▶ **TASK PROMPT**
Where a line has odd spacing or punctuation, keep it; transcribe all the entries exactly.
[MATERIALS PROVIDED — start]
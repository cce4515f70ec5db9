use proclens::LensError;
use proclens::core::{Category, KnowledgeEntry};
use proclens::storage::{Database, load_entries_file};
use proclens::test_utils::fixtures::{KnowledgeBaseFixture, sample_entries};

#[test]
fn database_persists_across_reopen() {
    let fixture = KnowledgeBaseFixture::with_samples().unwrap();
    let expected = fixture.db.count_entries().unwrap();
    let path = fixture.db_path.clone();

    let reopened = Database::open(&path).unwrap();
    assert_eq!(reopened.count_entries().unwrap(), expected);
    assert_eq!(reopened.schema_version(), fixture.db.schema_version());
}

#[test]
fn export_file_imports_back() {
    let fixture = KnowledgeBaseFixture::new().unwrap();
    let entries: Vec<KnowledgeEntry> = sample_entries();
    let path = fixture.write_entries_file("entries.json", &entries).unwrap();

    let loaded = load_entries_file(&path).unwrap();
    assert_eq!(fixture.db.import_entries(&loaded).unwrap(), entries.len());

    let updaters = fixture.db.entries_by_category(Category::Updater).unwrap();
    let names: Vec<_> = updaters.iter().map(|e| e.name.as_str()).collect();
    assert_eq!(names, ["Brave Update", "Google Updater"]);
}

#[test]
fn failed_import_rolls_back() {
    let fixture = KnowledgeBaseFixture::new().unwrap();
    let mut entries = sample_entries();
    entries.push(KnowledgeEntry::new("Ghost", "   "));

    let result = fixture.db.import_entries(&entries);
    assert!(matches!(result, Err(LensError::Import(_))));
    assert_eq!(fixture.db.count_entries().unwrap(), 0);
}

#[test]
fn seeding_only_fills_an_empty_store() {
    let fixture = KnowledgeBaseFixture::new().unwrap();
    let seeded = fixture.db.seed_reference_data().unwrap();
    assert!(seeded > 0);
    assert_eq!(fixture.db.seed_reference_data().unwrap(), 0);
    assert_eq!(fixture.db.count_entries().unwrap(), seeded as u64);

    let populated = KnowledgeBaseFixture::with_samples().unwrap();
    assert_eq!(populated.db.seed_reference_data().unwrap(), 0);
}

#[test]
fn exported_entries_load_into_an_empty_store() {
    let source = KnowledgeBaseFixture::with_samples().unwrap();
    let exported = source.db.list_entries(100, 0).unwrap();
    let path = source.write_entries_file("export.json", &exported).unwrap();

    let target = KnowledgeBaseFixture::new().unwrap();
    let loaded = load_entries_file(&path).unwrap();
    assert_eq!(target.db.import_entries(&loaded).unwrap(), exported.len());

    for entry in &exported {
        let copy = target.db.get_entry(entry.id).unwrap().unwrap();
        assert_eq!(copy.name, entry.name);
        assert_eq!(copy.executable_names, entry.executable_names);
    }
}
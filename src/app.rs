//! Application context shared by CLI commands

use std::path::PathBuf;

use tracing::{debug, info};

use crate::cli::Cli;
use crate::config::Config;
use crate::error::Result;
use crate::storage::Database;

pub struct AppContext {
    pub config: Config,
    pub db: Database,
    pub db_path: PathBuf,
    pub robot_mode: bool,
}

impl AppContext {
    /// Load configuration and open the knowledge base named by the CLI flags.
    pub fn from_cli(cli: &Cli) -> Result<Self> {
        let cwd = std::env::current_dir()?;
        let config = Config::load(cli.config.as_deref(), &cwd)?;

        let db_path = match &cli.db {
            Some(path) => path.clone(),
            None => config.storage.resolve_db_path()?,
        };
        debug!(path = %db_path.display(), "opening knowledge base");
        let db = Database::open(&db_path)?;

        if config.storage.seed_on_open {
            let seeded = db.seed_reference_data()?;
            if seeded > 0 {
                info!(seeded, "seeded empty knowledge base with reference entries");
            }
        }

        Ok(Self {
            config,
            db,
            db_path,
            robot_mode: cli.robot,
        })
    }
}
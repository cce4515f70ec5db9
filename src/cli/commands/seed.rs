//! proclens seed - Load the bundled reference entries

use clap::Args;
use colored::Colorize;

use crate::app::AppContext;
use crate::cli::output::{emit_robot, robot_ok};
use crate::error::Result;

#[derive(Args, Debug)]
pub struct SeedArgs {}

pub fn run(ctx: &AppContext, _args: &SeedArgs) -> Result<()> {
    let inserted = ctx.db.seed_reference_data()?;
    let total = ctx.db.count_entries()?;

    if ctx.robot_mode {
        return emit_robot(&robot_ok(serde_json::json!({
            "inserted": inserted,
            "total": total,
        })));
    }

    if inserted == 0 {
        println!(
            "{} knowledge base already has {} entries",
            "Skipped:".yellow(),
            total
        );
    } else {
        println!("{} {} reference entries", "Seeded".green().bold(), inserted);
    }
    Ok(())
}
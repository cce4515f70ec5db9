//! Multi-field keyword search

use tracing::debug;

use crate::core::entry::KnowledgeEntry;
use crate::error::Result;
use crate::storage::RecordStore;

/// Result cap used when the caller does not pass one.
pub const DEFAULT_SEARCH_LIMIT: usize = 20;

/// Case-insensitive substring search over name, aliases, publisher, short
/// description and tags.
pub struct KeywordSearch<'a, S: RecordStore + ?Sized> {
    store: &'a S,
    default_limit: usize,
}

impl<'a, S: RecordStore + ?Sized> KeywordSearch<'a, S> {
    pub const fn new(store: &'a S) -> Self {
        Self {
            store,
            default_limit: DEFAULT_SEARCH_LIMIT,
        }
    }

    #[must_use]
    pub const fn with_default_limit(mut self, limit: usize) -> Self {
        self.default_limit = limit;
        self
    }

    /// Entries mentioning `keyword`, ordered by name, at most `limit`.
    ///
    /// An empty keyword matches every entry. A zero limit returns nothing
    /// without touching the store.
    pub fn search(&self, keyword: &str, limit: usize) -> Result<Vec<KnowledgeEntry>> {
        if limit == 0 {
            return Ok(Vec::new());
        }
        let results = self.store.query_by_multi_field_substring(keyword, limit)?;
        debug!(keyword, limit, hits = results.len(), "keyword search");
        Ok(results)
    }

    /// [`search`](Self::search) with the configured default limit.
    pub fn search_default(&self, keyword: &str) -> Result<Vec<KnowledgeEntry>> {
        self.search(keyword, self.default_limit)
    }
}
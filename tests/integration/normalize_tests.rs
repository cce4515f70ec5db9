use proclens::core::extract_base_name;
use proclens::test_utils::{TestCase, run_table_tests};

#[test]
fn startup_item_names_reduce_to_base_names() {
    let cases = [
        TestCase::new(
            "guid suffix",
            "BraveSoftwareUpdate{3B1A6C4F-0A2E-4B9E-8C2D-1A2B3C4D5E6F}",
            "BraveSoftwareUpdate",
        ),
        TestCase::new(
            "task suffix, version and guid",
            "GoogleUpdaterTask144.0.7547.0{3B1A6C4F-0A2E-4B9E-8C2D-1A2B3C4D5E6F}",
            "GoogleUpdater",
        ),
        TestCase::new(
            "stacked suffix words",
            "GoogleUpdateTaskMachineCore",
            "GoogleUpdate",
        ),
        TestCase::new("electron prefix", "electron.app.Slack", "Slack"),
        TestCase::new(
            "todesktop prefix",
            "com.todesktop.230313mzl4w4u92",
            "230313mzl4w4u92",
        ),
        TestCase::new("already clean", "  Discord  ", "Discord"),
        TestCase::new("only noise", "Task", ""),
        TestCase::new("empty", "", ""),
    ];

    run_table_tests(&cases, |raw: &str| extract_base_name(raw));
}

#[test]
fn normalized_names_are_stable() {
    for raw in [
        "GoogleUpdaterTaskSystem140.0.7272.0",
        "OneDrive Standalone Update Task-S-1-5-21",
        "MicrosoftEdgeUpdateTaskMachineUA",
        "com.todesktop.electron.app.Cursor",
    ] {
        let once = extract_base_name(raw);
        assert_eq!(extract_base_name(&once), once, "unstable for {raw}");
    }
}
[MATERIALS PROVIDED — finish]
▶ **EXERCISE OUTPUT**
repository cce4515f70ec5db9
use proclens::LensError;
use proclens::core::{Category, KnowledgeEntry};
use proclens::storage::{Database, load_entries_file};
use proclens::test_utils::fixtures::{KnowledgeBaseFixture, sample_entries};

#[test]
fn database_persists_across_reopen() {
    let fixture = KnowledgeBaseFixture::with_samples().unwrap();
    let expected = fixture.db.count_entries().unwrap();
    let path = fixture.db_path.clone();

    let reopened = Database::open(&path).unwrap();
    assert_eq!(reopened.count_entries().unwrap(), expected);
    assert_eq!(reopened.schema_version(), fixture.db.schema_version());
}

#[test]
fn export_file_imports_back() {
    let fixture = KnowledgeBaseFixture::new().unwrap();
    let entries: Vec<KnowledgeEntry> = sample_entries();
    let path = fixture.write_entries_file("entries.json", &entries).unwrap();

    let loaded = load_entries_file(&path).unwrap();
    assert_eq!(fixture.db.import_entries(&loaded).unwrap(), entries.len());

    let updaters = fixture.db.entries_by_category(Category::Updater).unwrap();
    let names: Vec<_> = updaters.iter().map(|e| e.name.as_str()).collect();
    assert_eq!(names, ["Brave Update", "Google Updater"]);
}

#[test]
fn failed_import_rolls_back() {
    let fixture = KnowledgeBaseFixture::new().unwrap();
    let mut entries = sample_entries();
    entries.push(KnowledgeEntry::new("Ghost", "   "));

    let result = fixture.db.import_entries(&entries);
    assert!(matches!(result, Err(LensError::Import(_))));
    assert_eq!(fixture.db.count_entries().unwrap(), 0);
}

#[test]
fn seeding_only_fills_an_empty_store() {
    let fixture = KnowledgeBaseFixture::new().unwrap();
    let seeded = fixture.db.seed_reference_data().unwrap();
    assert!(seeded > 0);
    assert_eq!(fixture.db.seed_reference_data().unwrap(), 0);
    assert_eq!(fixture.db.count_entries().unwrap(), seeded as u64);

    let populated = KnowledgeBaseFixture::with_samples().unwrap();
    assert_eq!(populated.db.seed_reference_data().unwrap(), 0);
}

#[test]
fn exported_entries_load_into_an_empty_store() {
    let source = KnowledgeBaseFixture::with_samples().unwrap();
    let exported = source.db.list_entries(100, 0).unwrap();
    let path = source.write_entries_file("export.json", &exported).unwrap();

    let target = KnowledgeBaseFixture::new().unwrap();
    let loaded = load_entries_file(&path).unwrap();
    assert_eq!(target.db.import_entries(&loaded).unwrap(), exported.len());

    for entry in &exported {
        let copy = target.db.get_entry(entry.id).unwrap().unwrap();
        assert_eq!(copy.name, entry.name);
        assert_eq!(copy.executable_names, entry.executable_names);
    }
}
filename src/app.rs
//! Application context shared by CLI commands

use std::path::PathBuf;

use tracing::{debug, info};

use crate::cli::Cli;
use crate::config::Config;
use crate::error::Result;
use crate::storage::Database;

pub struct AppContext {
    pub config: Config,
    pub db: Database,
    pub db_path: PathBuf,
    pub robot_mode: bool,
}

impl AppContext {
    /// Load configuration and open the knowledge base named by the CLI flags.
    pub fn from_cli(cli: &Cli) -> Result<Self> {
        let cwd = std::env::current_dir()?;
        let config = Config::load(cli.config.as_deref(), &cwd)?;

        let db_path = match &cli.db {
            Some(path) => path.clone(),
            None => config.storage.resolve_db_path()?,
        };
        debug!(path = %db_path.display(), "opening knowledge base");
        let db = Database::open(&db_path)?;

        if config.storage.seed_on_open {
            let seeded = db.seed_reference_data()?;
            if seeded > 0 {
                info!(seeded, "seeded empty knowledge base with reference entries");
            }
        }

        Ok(Self {
            config,
            db,
            db_path,
            robot_mode: cli.robot,
        })
    }
}
repository cce4515f70ec5db9
filename src/cli/commands/seed.rs
//! proclens seed - Load the bundled reference entries

use clap::Args;
use colored::Colorize;

use crate::app::AppContext;
use crate::cli::output::{emit_robot, robot_ok};
use crate::error::Result;

#[derive(Args, Debug)]
pub struct SeedArgs {}

pub fn run(ctx: &AppContext, _args: &SeedArgs) -> Result<()> {
    let inserted = ctx.db.seed_reference_data()?;
    let total = ctx.db.count_entries()?;

    if ctx.robot_mode {
        return emit_robot(&robot_ok(serde_json::json!({
            "inserted": inserted,
            "total": total,
        })));
    }

    if inserted == 0 {
        println!(
            "{} knowledge base already has {} entries",
            "Skipped:".yellow(),
            total
        );
    } else {
        println!("{} {} reference entries", "Seeded".green().bold(), inserted);
    }
    Ok(())
}
repository cce4515f70ec5db9
//! Multi-field keyword search

use tracing::debug;

use crate::core::entry::KnowledgeEntry;
use crate::error::Result;
use crate::storage::RecordStore;

/// Result cap used when the caller does not pass one.
pub const DEFAULT_SEARCH_LIMIT: usize = 20;

/// Case-insensitive substring search over name, aliases, publisher, short
/// description and tags.
pub struct KeywordSearch<'a, S: RecordStore + ?Sized> {
    store: &'a S,
    default_limit: usize,
}

impl<'a, S: RecordStore + ?Sized> KeywordSearch<'a, S> {
    pub const fn new(store: &'a S) -> Self {
        Self {
            store,
            default_limit: DEFAULT_SEARCH_LIMIT,
        }
    }

    #[must_use]
    pub const fn with_default_limit(mut self, limit: usize) -> Self {
        self.default_limit = limit;
        self
    }

    /// Entries mentioning `keyword`, ordered by name, at most `limit`.
    ///
    /// An empty keyword matches every entry. A zero limit returns nothing
    /// without touching the store.
    pub fn search(&self, keyword: &str, limit: usize) -> Result<Vec<KnowledgeEntry>> {
        if limit == 0 {
            return Ok(Vec::new());
        }
        let results = self.store.query_by_multi_field_substring(keyword, limit)?;
        debug!(keyword, limit, hits = results.len(), "keyword search");
        Ok(results)
    }

    /// [`search`](Self::search) with the configured default limit.
    pub fn search_default(&self, keyword: &str) -> Result<Vec<KnowledgeEntry>> {
        self.search(keyword, self.default_limit)
    }
}
filename tests/integration/normalize_tests.rs
repository cce4515f70ec5db9
use proclens::core::extract_base_name;
use proclens::test_utils::{TestCase, run_table_tests};

#[test]
fn startup_item_names_reduce_to_base_names() {
    let cases = [
        TestCase::new(
            "guid suffix",
            "BraveSoftwareUpdate{3B1A6C4F-0A2E-4B9E-8C2D-1A2B3C4D5E6F}",
            "BraveSoftwareUpdate",
        ),
        TestCase::new(
            "task suffix, version and guid",
            "GoogleUpdaterTask144.0.7547.0{3B1A6C4F-0A2E-4B9E-8C2D-1A2B3C4D5E6F}",
            "GoogleUpdater",
        ),
        TestCase::new(
            "stacked suffix words",
            "GoogleUpdateTaskMachineCore",
            "GoogleUpdate",
        ),
        TestCase::new("electron prefix", "electron.app.Slack", "Slack"),
        TestCase::new(
            "todesktop prefix",
            "com.todesktop.230313mzl4w4u92",
            "230313mzl4w4u92",
        ),
        TestCase::new("already clean", "  Discord  ", "Discord"),
        TestCase::new("only noise", "Task", ""),
        TestCase::new("empty", "", ""),
    ];

    run_table_tests(&cases, |raw: &str| extract_base_name(raw));
}

#[test]
fn normalized_names_are_stable() {
    for raw in [
        "GoogleUpdaterTaskSystem140.0.7272.0",
        "OneDrive Standalone Update Task-S-1-5-21",
        "MicrosoftEdgeUpdateTaskMachineUA",
        "com.todesktop.electron.app.Cursor",
    ] {
        let once = extract_base_name(raw);
        assert_eq!(extract_base_name(&once), once, "unstable for {raw}");
    }
}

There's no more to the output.